use std::fmt;

use crate::error::EncodingError;

use super::ObjectId;

/// A single document value. The set of kinds is closed; everything the wire format can carry
/// maps onto exactly one variant.
#[derive(Debug, Clone, PartialEq)]
pub enum Value {
    Double(f64),
    String(String),
    /// An embedded document. One whose keys are exactly `"0".."n-1"` in order is written with
    /// the array tag, so it decodes back as [`Value::Array`] rather than as itself.
    Document(Document),
    Array(Vec<Value>),
    Binary { subtype: u8, bytes: Vec<u8> },
    ObjectId(ObjectId),
    Boolean(bool),
    /// Milliseconds since the Unix epoch.
    DateTime(i64),
    Null,
    Regex { pattern: String, flags: String },
    Code {
        source: String,
        scope: Option<Document>,
    },
    Int32(i32),
    Int64(i64),
    Timestamp { seconds: u32, increment: u32 },
    MinKey,
    MaxKey,
}

impl Value {
    /// Builds a string value from raw bytes, rejecting anything that is not well-formed UTF-8.
    pub fn string_from_bytes(bytes: Vec<u8>) -> Result<Value, EncodingError> {
        String::from_utf8(bytes)
            .map(Value::String)
            .map_err(|_| EncodingError::NonUtf8String)
    }

    pub fn as_str(&self) -> Option<&str> {
        match self {
            Value::String(s) => Some(s),
            _ => None,
        }
    }

    pub fn as_document(&self) -> Option<&Document> {
        match self {
            Value::Document(d) => Some(d),
            _ => None,
        }
    }

    pub fn as_array(&self) -> Option<&[Value]> {
        match self {
            Value::Array(values) => Some(values),
            _ => None,
        }
    }

    pub fn as_bool(&self) -> Option<bool> {
        match self {
            Value::Boolean(b) => Some(*b),
            _ => None,
        }
    }

    /// Numeric kinds widened to `f64`. Servers report fields such as `ok` and `health` with
    /// whichever numeric kind they like.
    pub fn as_f64(&self) -> Option<f64> {
        match self {
            Value::Double(d) => Some(*d),
            Value::Int32(i) => Some(f64::from(*i)),
            Value::Int64(i) => Some(*i as f64),
            _ => None,
        }
    }

    /// Integral kinds, plus doubles without a fractional part.
    pub fn as_i64(&self) -> Option<i64> {
        match self {
            Value::Int32(i) => Some(i64::from(*i)),
            Value::Int64(i) => Some(*i),
            Value::Double(d) if d.fract() == 0.0 => Some(*d as i64),
            _ => None,
        }
    }
}

/// Ordered mapping of string keys to [`Value`]s. Insertion order is preserved and significant:
/// it is the order elements are written to the wire.
#[derive(Debug, Clone, Default, PartialEq)]
pub struct Document {
    entries: Vec<(String, Value)>,
}

impl Document {
    pub fn new() -> Self {
        Self::default()
    }

    pub fn with_capacity(capacity: usize) -> Self {
        Self {
            entries: Vec::with_capacity(capacity),
        }
    }

    /// Inserts a value, replacing (in place) and returning any previous value for the key.
    pub fn insert<K: Into<String>, V: Into<Value>>(&mut self, key: K, value: V) -> Option<Value> {
        let key = key.into();
        let value = value.into();
        match self.entries.iter_mut().find(|(k, _)| *k == key) {
            Some((_, slot)) => Some(std::mem::replace(slot, value)),
            None => {
                self.entries.push((key, value));
                None
            }
        }
    }

    /// Appends without looking for an existing key. Used by the decoder so that documents with
    /// repeated keys survive a round trip unchanged.
    pub(crate) fn push(&mut self, key: String, value: Value) {
        self.entries.push((key, value));
    }

    pub fn get(&self, key: &str) -> Option<&Value> {
        self.entries.iter().find(|(k, _)| k == key).map(|(_, v)| v)
    }

    pub fn get_mut(&mut self, key: &str) -> Option<&mut Value> {
        self.entries
            .iter_mut()
            .find(|(k, _)| k == key)
            .map(|(_, v)| v)
    }

    pub fn contains_key(&self, key: &str) -> bool {
        self.get(key).is_some()
    }

    pub fn remove(&mut self, key: &str) -> Option<Value> {
        let index = self.entries.iter().position(|(k, _)| k == key)?;
        Some(self.entries.remove(index).1)
    }

    pub fn get_str(&self, key: &str) -> Option<&str> {
        self.get(key).and_then(Value::as_str)
    }

    pub fn get_document(&self, key: &str) -> Option<&Document> {
        self.get(key).and_then(Value::as_document)
    }

    pub fn get_array(&self, key: &str) -> Option<&[Value]> {
        self.get(key).and_then(Value::as_array)
    }

    pub fn get_bool(&self, key: &str) -> Option<bool> {
        self.get(key).and_then(Value::as_bool)
    }

    pub fn get_f64(&self, key: &str) -> Option<f64> {
        self.get(key).and_then(Value::as_f64)
    }

    pub fn get_i64(&self, key: &str) -> Option<i64> {
        self.get(key).and_then(Value::as_i64)
    }

    pub fn get_i32(&self, key: &str) -> Option<i32> {
        self.get_i64(key).and_then(|v| i32::try_from(v).ok())
    }

    pub fn len(&self) -> usize {
        self.entries.len()
    }

    pub fn is_empty(&self) -> bool {
        self.entries.is_empty()
    }

    pub fn iter(&self) -> impl Iterator<Item = (&str, &Value)> {
        self.entries.iter().map(|(k, v)| (k.as_str(), v))
    }

    pub fn keys(&self) -> impl Iterator<Item = &str> {
        self.entries.iter().map(|(k, _)| k.as_str())
    }

    /// Whether the keys are exactly `"0", "1", ..., "n-1"` in order, with at least one key.
    pub(crate) fn is_array_like(&self) -> bool {
        !self.entries.is_empty()
            && self
                .entries
                .iter()
                .enumerate()
                .all(|(i, (k, _))| *k == i.to_string())
    }
}

impl IntoIterator for Document {
    type Item = (String, Value);
    type IntoIter = std::vec::IntoIter<(String, Value)>;

    fn into_iter(self) -> Self::IntoIter {
        self.entries.into_iter()
    }
}

impl<K: Into<String>, V: Into<Value>> FromIterator<(K, V)> for Document {
    fn from_iter<I: IntoIterator<Item = (K, V)>>(iter: I) -> Self {
        let mut document = Document::new();
        for (k, v) in iter {
            document.insert(k, v);
        }
        document
    }
}

impl From<f64> for Value {
    fn from(value: f64) -> Self {
        Value::Double(value)
    }
}

impl From<&str> for Value {
    fn from(value: &str) -> Self {
        Value::String(value.to_string())
    }
}

impl From<String> for Value {
    fn from(value: String) -> Self {
        Value::String(value)
    }
}

impl From<Document> for Value {
    fn from(value: Document) -> Self {
        Value::Document(value)
    }
}

impl<T: Into<Value>> From<Vec<T>> for Value {
    fn from(value: Vec<T>) -> Self {
        Value::Array(value.into_iter().map(Into::into).collect())
    }
}

impl From<ObjectId> for Value {
    fn from(value: ObjectId) -> Self {
        Value::ObjectId(value)
    }
}

impl From<bool> for Value {
    fn from(value: bool) -> Self {
        Value::Boolean(value)
    }
}

impl From<i32> for Value {
    fn from(value: i32) -> Self {
        Value::Int32(value)
    }
}

impl From<i64> for Value {
    fn from(value: i64) -> Self {
        Value::Int64(value)
    }
}

impl<T: Into<Value>> From<Option<T>> for Value {
    fn from(value: Option<T>) -> Self {
        value.map_or(Value::Null, Into::into)
    }
}

/// Builds a [`Document`] from `key => value` pairs, in order.
///
/// ```rust
/// use docwire::doc;
///
/// let query = doc! { "status" => "active", "age" => doc! { "$gt" => 21 } };
/// assert_eq!(query.len(), 2);
/// ```
#[macro_export]
macro_rules! doc {
    () => {
        $crate::bson::Document::new()
    };
    ( $( $key:expr => $value:expr ),+ $(,)? ) => {{
        let mut document = $crate::bson::Document::new();
        $( document.insert($key, $value); )+
        document
    }};
}

impl fmt::Display for Document {
    fn fmt(&self, f: &mut fmt::Formatter<'_>) -> fmt::Result {
        if self.is_empty() {
            return write!(f, "{{}}");
        }
        write!(f, "{{ ")?;
        for (i, (k, v)) in self.entries.iter().enumerate() {
            if i > 0 {
                write!(f, ", ")?;
            }
            write!(f, "{k:?}: {v}")?;
        }
        write!(f, " }}")
    }
}

impl fmt::Display for Value {
    fn fmt(&self, f: &mut fmt::Formatter<'_>) -> fmt::Result {
        match self {
            Value::Double(d) => write!(f, "{d:?}"),
            Value::String(s) => write!(f, "{s:?}"),
            Value::Document(d) => write!(f, "{d}"),
            Value::Array(values) => {
                write!(f, "[")?;
                for (i, v) in values.iter().enumerate() {
                    if i > 0 {
                        write!(f, ", ")?;
                    }
                    write!(f, "{v}")?;
                }
                write!(f, "]")
            }
            Value::Binary { subtype, bytes } => {
                write!(f, "BinData({subtype}, \"{}\")", hex::encode(bytes))
            }
            Value::ObjectId(oid) => write!(f, "ObjectId(\"{oid}\")"),
            Value::Boolean(b) => write!(f, "{b}"),
            Value::DateTime(ms) => write!(f, "Date({ms})"),
            Value::Null => write!(f, "null"),
            Value::Regex { pattern, flags } => write!(f, "/{pattern}/{flags}"),
            Value::Code {
                source,
                scope: None,
            } => write!(f, "Code({source:?})"),
            Value::Code {
                source,
                scope: Some(scope),
            } => write!(f, "Code({source:?}, {scope})"),
            Value::Int32(i) => write!(f, "{i}"),
            Value::Int64(i) => write!(f, "NumberLong({i})"),
            Value::Timestamp { seconds, increment } => {
                write!(f, "Timestamp({seconds}, {increment})")
            }
            Value::MinKey => write!(f, "MinKey"),
            Value::MaxKey => write!(f, "MaxKey"),
        }
    }
}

■ ■ ■ ■ ■

WHAT NEEDS TO BE DONE
Tally how many lines of the data include the word "Regex". Write the number and nothing else.

FINISHED EXERCISE
2